Problem ▸ Could you retype every line of the data underneath without altering anything?
****************
//! Square types and utilities.

use std::fmt;
use std::str::FromStr;

use serde::{Deserialize, Serialize};

use crate::board::error::SquareError;

/// A square on the chess board, represented as (rank, file).
#[derive(Clone, Copy, Debug, PartialEq, Eq, Hash, Serialize, Deserialize)]
pub struct Square(pub(crate) usize, pub(crate) usize); // (rank, file)

impl Square {
    /// Create a new square with bounds checking
    #[must_use]
    pub fn new(rank: usize, file: usize) -> Option<Self> {
        if rank < 8 && file < 8 {
            Some(Square(rank, file))
        } else {
            None
        }
    }

    /// Get the rank (0-7, where 0 = rank 1)
    #[inline]
    #[must_use]
    pub const fn rank(self) -> usize {
        self.0
    }

    /// Get the file (0-7, where 0 = file a)
    #[inline]
    #[must_use]
    pub const fn file(self) -> usize {
        self.1
    }

    /// Flip the square vertically (e.g., a1 <-> a8)
    #[inline]
    #[must_use]
    pub const fn flip_vertical(self) -> Self {
        Square(7 - self.0, self.1)
    }

    /// Get the square's index (0-63, a1=0, b1=1, ..., h8=63)
    #[inline]
    #[must_use]
    pub const fn as_index(self) -> usize {
        self.0 * 8 + self.1
    }

    /// Create a square from an index (0-63)
    #[must_use]
    pub const fn from_index(idx: usize) -> Self {
        Square((idx / 8) % 8, idx % 8)
    }

    /// Square reached by stepping `(dr, df)`, if it stays on the board
    #[inline]
    #[must_use]
    pub fn offset(self, dr: isize, df: isize) -> Option<Self> {
        let rank = self.0 as isize + dr;
        let file = self.1 as isize + df;
        if (0..8).contains(&rank) && (0..8).contains(&file) {
            Some(Square(rank as usize, file as usize))
        } else {
            None
        }
    }

    /// Iterate over all 64 squares in index order (a1, b1, ..., h8)
    pub fn all() -> impl Iterator<Item = Square> {
        (0..64).map(Square::from_index)
    }
}

impl fmt::Display for Square {
    fn fmt(&self, f: &mut fmt::Formatter<'_>) -> fmt::Result {
        write!(f, "{}{}", (self.1 as u8 + b'a') as char, self.0 + 1)
    }
}

impl PartialOrd for Square {
    fn partial_cmp(&self, other: &Self) -> Option<std::cmp::Ordering> {
        Some(self.cmp(other))
    }
}

impl Ord for Square {
    fn cmp(&self, other: &Self) -> std::cmp::Ordering {
        self.as_index().cmp(&other.as_index())
    }
}

impl TryFrom<(usize, usize)> for Square {
    type Error = SquareError;

    fn try_from((rank, file): (usize, usize)) -> Result<Self, Self::Error> {
        if rank >= 8 {
            return Err(SquareError::RankOutOfBounds { rank });
        }
        if file >= 8 {
            return Err(SquareError::FileOutOfBounds { file });
        }
        Ok(Square(rank, file))
    }
}

impl FromStr for Square {
    type Err = SquareError;

    fn from_str(s: &str) -> Result<Self, Self::Err> {
        let bytes = s.as_bytes();
        if bytes.len() != 2 {
            return Err(SquareError::InvalidNotation {
                notation: s.to_string(),
            });
        }

        let file = match bytes[0] {
            b'a'..=b'h' => (bytes[0] - b'a') as usize,
            _ => {
                return Err(SquareError::InvalidNotation {
                    notation: s.to_string(),
                })
            }
        };

        let rank = match bytes[1] {
            b'1'..=b'8' => (bytes[1] - b'1') as usize,
            _ => {
                return Err(SquareError::InvalidNotation {
                    notation: s.to_string(),
                })
            }
        };

        Ok(Square(rank, file))
    }
}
****************
Written response ▸
//! Square types and utilities.

use std::fmt;
use std::str::FromStr;

use serde::{Deserialize, Serialize};

use crate::board::error::SquareError;

/// A square on the chess board, represented as (rank, file).
#[derive(Clone, Copy, Debug, PartialEq, Eq, Hash, Serialize, Deserialize)]
pub struct Square(pub(crate) usize, pub(crate) usize); // (rank, file)

impl Square {
    /// Create a new square with bounds checking
    #[must_use]
    pub fn new(rank: usize, file: usize) -> Option<Self> {
        if rank < 8 && file < 8 {
            Some(Square(rank, file))
        } else {
            None
        }
    }

    /// Get the rank (0-7, where 0 = rank 1)
    #[inline]
    #[must_use]
    pub const fn rank(self) -> usize {
        self.0
    }

    /// Get the file (0-7, where 0 = file a)
    #[inline]
    #[must_use]
    pub const fn file(self) -> usize {
        self.1
    }

    /// Flip the square vertically (e.g., a1 <-> a8)
    #[inline]
    #[must_use]
    pub const fn flip_vertical(self) -> Self {
        Square(7 - self.0, self.1)
    }

    /// Get the square's index (0-63, a1=0, b1=1, ..., h8=63)
    #[inline]
    #[must_use]
    pub const fn as_index(self) -> usize {
        self.0 * 8 + self.1
    }

    /// Create a square from an index (0-63)
    #[must_use]
    pub const fn from_index(idx: usize) -> Self {
        Square((idx / 8) % 8, idx % 8)
    }

    /// Square reached by stepping `(dr, df)`, if it stays on the board
    #[inline]
    #[must_use]
    pub fn offset(self, dr: isize, df: isize) -> Option<Self> {
        let rank = self.0 as isize + dr;
        let file = self.1 as isize + df;
        if (0..8).contains(&rank) && (0..8).contains(&file) {
            Some(Square(rank as usize, file as usize))
        } else {
            None
        }
    }

    /// Iterate over all 64 squares in index order (a1, b1, ..., h8)
    pub fn all() -> impl Iterator<Item = Square> {
        (0..64).map(Square::from_index)
    }
}

impl fmt::Display for Square {
    fn fmt(&self, f: &mut fmt::Formatter<'_>) -> fmt::Result {
        write!(f, "{}{}", (self.1 as u8 + b'a') as char, self.0 + 1)
    }
}

impl PartialOrd for Square {
    fn partial_cmp(&self, other: &Self) -> Option<std::cmp::Ordering> {
        Some(self.cmp(other))
    }
}

impl Ord for Square {
    fn cmp(&self, other: &Self) -> std::cmp::Ordering {
        self.as_index().cmp(&other.as_index())
    }
}

impl TryFrom<(usize, usize)> for Square {
    type Error = SquareError;

    fn try_from((rank, file): (usize, usize)) -> Result<Self, Self::Error> {
        if rank >= 8 {
            return Err(SquareError::RankOutOfBounds { rank });
        }
        if file >= 8 {
            return Err(SquareError::FileOutOfBounds { file });
        }
        Ok(Square(rank, file))
    }
}

impl FromStr for Square {
    type Err = SquareError;

    fn from_str(s: &str) -> Result<Self, Self::Err> {
        let bytes = s.as_bytes();
        if bytes.len() != 2 {
            return Err(SquareError::InvalidNotation {
                notation: s.to_string(),
            });
        }

        let file = match bytes[0] {
            b'a'..=b'h' => (bytes[0] - b'a') as usize,
            _ => {
                return Err(SquareError::InvalidNotation {
                    notation: s.to_string(),
                })
            }
        };

        let rank = match bytes[1] {
            b'1'..=b'8' => (bytes[1] - b'1') as usize,
            _ => {
                return Err(SquareError::InvalidNotation {
                    notation: s.to_string(),
                })
            }
        };

        Ok(Square(rank, file))
    }
}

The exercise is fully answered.